As for whether the recommended techniques work in a “noisy environment,” Marsh and her colleagues have recently studied the use of practice-testing and distributed practice in college engineering classes. The improvement shown in the students in the experimental condition speaks to the success of these techniques for learning highly complex material.

These simple, easy, and cheap changes in study techniques have small but real effect sizes, says Marsh, and have a bigger effect on achievement than do some popular targets such as classroom size. We need to think about improving techniques that are already highly used, changing them a little to make them better. And we need to think about students’ and educators’ beliefs when making recommendations. We need to consider who’s implementing the strategies: students, instructors, test publishers, or online learning developers. And as scientists, we need to analyze learning strategies with studies that use complex techniques and have measures that transfer.

Lewandowsky gave an overview of his team’s work on “Misinformation and Its Correction: Continued Influences and Successful Debiasing.” His team looked at misinformation in society, its sources and scope, and whether or not it actually matters. They also examined misinformation at the level of basic cognition: why people believe things, why they continue to believe things that turn out to be false, and how to help people give up beliefs that are not in line with the facts. In his presentation, Lewandowsky discussed prime examples of misinformation that drew considerable buy-in from certain segments of the public, despite scientific evidence to the contrary. These included the widespread belief in a link between vaccinations and autism, the existence of weapons of mass destruction (WMDs) in Iraq, and an ongoing lack of consensus among scientists regarding climate change.

 

Elaine F. Walker, Emory University, editor of Psychological Science in the Public Interest, chaired the PSPI symposium.

“Misinformation is widespread,” said Lewandowsky. “We can sometimes quantify it. It can have a discernible effect, and relatively subtle variables such as mismatching headlines and blog comments can have a measurable effect on people’s comprehension.”

In the most striking example, Lewandowsky presented data from Sweden, where, during the growth of a vocal anti-vaccination movement, uptake of the vaccine for whooping cough decreased dramatically and incidence of the disease increased. At the same time, the incidence decreased in Norway, where there was no such movement. The huge gap between perception and scientific reality, said Lewandowsky, “translates into dead children.”

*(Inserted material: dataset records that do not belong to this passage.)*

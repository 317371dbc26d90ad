//! Writing charts to disk: 8-bit grayscale PNG plus the JSON description.

use crate::{ChartLayout, PrintError};
use sinemtf_core::{GrayImage, MM_PER_INCH};
use std::{fs::File, io::BufWriter, io::Write, path::Path};

/// Encode `image` as an 8-bit grayscale PNG.
///
/// With `dpi` set, the physical resolution is stored in the `pHYs` chunk so
/// printing software reproduces the designed size.
pub fn write_png<W: Write>(out: W, image: &GrayImage, dpi: Option<f64>) -> Result<(), PrintError> {
    let mut encoder = png::Encoder::new(out, image.width as u32, image.height as u32);
    encoder.set_color(png::ColorType::Grayscale);
    encoder.set_depth(png::BitDepth::Eight);
    if let Some(dpi) = dpi {
        let ppm = (dpi * 1000.0 / MM_PER_INCH).round() as u32;
        encoder.set_pixel_dims(Some(png::PixelDimensions {
            xppu: ppm,
            yppu: ppm,
            unit: png::Unit::Meter,
        }));
    }
    let mut writer = encoder.write_header()?;
    writer.write_image_data(&image.data)?;
    writer.finish()?;
    Ok(())
}

pub fn save_png(path: impl AsRef<Path>, image: &GrayImage, dpi: Option<f64>) -> Result<(), PrintError> {
    let file = File::create(path)?;
    write_png(BufWriter::new(file), image, dpi)
}

impl ChartLayout {
    /// Write the chart bitmap and its description.
    pub fn write(
        &self,
        png_path: impl AsRef<Path>,
        json_path: impl AsRef<Path>,
    ) -> Result<(), PrintError> {
        save_png(png_path, &self.image, self.description.dpi)?;
        self.description.write_json(json_path)?;
        Ok(())
    }
}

Lewandowsky concluded that people cling to misinformation even when they remember a correction. And he added that correction can backfire. When people are presented with a “facts vs. myths” flyer about vaccines, for example, they may be more likely to believe the myths even more strongly after some time. Or take a look at beliefs that are split along partisan lines, such as the WMD myth. A threat to one’s worldview may cause one to dig in one’s heels, counterargue, and reject the correction.

So how can misinformation be corrected? Research suggests that debiasing is possible. One must provide a correct alternative to fill the hole left by the debunked information, create skepticism with an alternative explanation, and affirm people’s basic values to lessen the threat to their worldviews. And when trying to correct a false belief, one should state the facts affirmatively rather than underscore the myth.

Comments

I found giving my undergrad statistics students (mostly Psyc Majors) a practice test very effective. I started this approach by giving a practice test for the first test because I knew many of the students had not taken a math test in years, so I wanted them to get over that initial anxiety before the test, not during it. I soon found that the practice test helped them realize what they didn’t know (even though I personally graded their homeworks for every class). Giving a short version, 30 minute test, with easier problems than the real test, and going over the material afterward, helped the students in many ways. They didn’t all get A’s or B’s, about a 1/3 I gave the opportunity to drop, but they all knew it was a straightforward way to letting them know what I expected them to know.